(Collected data)
========================================

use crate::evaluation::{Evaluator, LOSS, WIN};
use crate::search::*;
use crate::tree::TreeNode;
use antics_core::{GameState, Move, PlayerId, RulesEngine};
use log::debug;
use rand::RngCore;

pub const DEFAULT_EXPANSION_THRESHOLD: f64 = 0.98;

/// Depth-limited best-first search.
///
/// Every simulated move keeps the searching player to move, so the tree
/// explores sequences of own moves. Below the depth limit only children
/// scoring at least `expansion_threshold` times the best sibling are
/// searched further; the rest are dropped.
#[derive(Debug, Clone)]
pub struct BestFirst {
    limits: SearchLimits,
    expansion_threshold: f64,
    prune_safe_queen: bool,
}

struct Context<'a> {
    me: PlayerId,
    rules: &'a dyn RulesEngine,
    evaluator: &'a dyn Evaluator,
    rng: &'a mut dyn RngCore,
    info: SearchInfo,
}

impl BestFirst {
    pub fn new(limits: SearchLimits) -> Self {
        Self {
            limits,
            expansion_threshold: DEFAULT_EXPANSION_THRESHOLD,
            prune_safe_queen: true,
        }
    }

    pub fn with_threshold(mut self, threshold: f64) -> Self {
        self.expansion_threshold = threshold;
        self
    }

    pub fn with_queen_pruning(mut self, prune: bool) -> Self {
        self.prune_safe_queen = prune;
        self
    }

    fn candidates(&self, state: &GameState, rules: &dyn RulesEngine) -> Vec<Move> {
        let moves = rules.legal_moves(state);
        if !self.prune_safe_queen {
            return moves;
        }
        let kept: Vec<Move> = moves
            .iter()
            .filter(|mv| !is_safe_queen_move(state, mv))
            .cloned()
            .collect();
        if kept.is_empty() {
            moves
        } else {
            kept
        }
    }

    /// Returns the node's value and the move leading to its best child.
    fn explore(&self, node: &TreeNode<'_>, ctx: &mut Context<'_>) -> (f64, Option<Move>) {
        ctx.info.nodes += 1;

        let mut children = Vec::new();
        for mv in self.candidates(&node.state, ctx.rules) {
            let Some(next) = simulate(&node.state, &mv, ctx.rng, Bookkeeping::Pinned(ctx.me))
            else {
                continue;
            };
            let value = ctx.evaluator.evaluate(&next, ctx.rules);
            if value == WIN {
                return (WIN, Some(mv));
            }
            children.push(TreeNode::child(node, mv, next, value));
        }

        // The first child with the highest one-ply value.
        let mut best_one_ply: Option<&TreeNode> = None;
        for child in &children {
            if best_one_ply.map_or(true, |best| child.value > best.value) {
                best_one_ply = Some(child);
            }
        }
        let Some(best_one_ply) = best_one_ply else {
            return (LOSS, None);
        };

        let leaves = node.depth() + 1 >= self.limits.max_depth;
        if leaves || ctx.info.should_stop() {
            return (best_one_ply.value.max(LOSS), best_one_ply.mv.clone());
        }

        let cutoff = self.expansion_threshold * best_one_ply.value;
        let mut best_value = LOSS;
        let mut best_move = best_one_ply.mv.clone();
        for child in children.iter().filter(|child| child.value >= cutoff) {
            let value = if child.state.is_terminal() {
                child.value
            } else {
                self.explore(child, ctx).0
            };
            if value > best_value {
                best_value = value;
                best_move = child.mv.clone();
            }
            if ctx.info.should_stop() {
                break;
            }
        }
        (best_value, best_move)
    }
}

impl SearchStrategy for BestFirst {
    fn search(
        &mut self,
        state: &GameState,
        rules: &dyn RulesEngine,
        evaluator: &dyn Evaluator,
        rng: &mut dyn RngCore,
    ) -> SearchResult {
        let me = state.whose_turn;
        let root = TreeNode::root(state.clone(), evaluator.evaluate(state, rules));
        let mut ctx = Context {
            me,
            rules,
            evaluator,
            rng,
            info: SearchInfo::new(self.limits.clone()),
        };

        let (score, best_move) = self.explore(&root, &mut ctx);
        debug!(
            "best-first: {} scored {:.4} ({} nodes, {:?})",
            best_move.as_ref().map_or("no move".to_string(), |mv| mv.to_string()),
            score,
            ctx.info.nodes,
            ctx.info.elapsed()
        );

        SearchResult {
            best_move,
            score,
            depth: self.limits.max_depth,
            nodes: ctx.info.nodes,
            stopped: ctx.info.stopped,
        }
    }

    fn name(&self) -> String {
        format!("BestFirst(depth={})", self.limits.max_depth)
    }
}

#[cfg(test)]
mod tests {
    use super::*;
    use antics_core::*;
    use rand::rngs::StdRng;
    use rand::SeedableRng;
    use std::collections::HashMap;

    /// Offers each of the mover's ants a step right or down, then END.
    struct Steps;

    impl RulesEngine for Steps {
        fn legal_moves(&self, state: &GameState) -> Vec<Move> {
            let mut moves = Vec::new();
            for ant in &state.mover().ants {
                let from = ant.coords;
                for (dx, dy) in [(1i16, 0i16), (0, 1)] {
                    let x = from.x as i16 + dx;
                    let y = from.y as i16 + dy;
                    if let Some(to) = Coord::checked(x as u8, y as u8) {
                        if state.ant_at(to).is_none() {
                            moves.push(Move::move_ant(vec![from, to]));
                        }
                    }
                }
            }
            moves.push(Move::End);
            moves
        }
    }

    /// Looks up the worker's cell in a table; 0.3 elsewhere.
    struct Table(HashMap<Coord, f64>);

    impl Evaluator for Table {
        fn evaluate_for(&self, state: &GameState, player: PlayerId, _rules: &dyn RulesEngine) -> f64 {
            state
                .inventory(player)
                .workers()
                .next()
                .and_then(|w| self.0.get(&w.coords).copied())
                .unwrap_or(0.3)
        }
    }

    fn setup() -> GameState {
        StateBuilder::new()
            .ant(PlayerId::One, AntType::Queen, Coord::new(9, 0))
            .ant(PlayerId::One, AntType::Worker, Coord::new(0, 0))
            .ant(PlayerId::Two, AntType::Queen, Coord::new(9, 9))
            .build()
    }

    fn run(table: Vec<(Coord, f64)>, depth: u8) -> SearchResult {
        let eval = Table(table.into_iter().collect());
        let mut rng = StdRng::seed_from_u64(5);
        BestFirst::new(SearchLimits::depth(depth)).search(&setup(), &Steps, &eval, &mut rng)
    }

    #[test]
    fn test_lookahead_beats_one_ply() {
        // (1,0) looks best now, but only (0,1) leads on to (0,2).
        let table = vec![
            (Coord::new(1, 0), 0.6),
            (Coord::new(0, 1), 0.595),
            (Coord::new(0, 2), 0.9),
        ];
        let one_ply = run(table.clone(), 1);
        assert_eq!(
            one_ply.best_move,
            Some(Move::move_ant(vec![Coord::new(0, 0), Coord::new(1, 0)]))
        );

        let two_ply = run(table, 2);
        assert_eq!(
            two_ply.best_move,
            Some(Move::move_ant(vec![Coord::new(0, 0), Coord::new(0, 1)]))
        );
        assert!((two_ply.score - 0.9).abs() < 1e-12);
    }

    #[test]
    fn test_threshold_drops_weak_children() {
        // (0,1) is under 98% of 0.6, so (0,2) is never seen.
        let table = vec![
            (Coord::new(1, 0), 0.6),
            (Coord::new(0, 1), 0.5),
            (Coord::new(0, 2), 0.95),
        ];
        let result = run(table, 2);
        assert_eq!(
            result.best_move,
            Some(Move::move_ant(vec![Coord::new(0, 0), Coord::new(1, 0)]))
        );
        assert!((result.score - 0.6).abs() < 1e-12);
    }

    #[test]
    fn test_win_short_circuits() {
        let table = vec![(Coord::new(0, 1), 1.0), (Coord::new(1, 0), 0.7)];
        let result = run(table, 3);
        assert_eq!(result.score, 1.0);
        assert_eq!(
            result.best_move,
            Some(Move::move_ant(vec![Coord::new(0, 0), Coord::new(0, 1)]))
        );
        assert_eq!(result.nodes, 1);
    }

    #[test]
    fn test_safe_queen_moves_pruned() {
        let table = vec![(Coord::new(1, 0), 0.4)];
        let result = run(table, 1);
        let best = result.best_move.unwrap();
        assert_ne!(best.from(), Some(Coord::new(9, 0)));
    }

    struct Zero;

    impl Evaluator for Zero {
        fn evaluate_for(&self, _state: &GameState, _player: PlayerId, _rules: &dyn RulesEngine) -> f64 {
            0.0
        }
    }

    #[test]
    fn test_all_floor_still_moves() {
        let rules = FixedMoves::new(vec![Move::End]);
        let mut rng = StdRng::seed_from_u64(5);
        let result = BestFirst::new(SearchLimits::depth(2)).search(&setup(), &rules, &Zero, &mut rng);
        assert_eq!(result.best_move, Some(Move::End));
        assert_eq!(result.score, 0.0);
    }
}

========================================

> Your objective
Read through the entries and copy each line in which "BestFirst" appears.

> Finished task
pub struct BestFirst {
impl BestFirst {
impl SearchStrategy for BestFirst {
        format!("BestFirst(depth={})", self.limits.max_depth)
        BestFirst::new(SearchLimits::depth(depth)).search(&setup(), &Steps, &eval, &mut rng)
        let result = BestFirst::new(SearchLimits::depth(2)).search(&setup(), &rules, &Zero, &mut rng);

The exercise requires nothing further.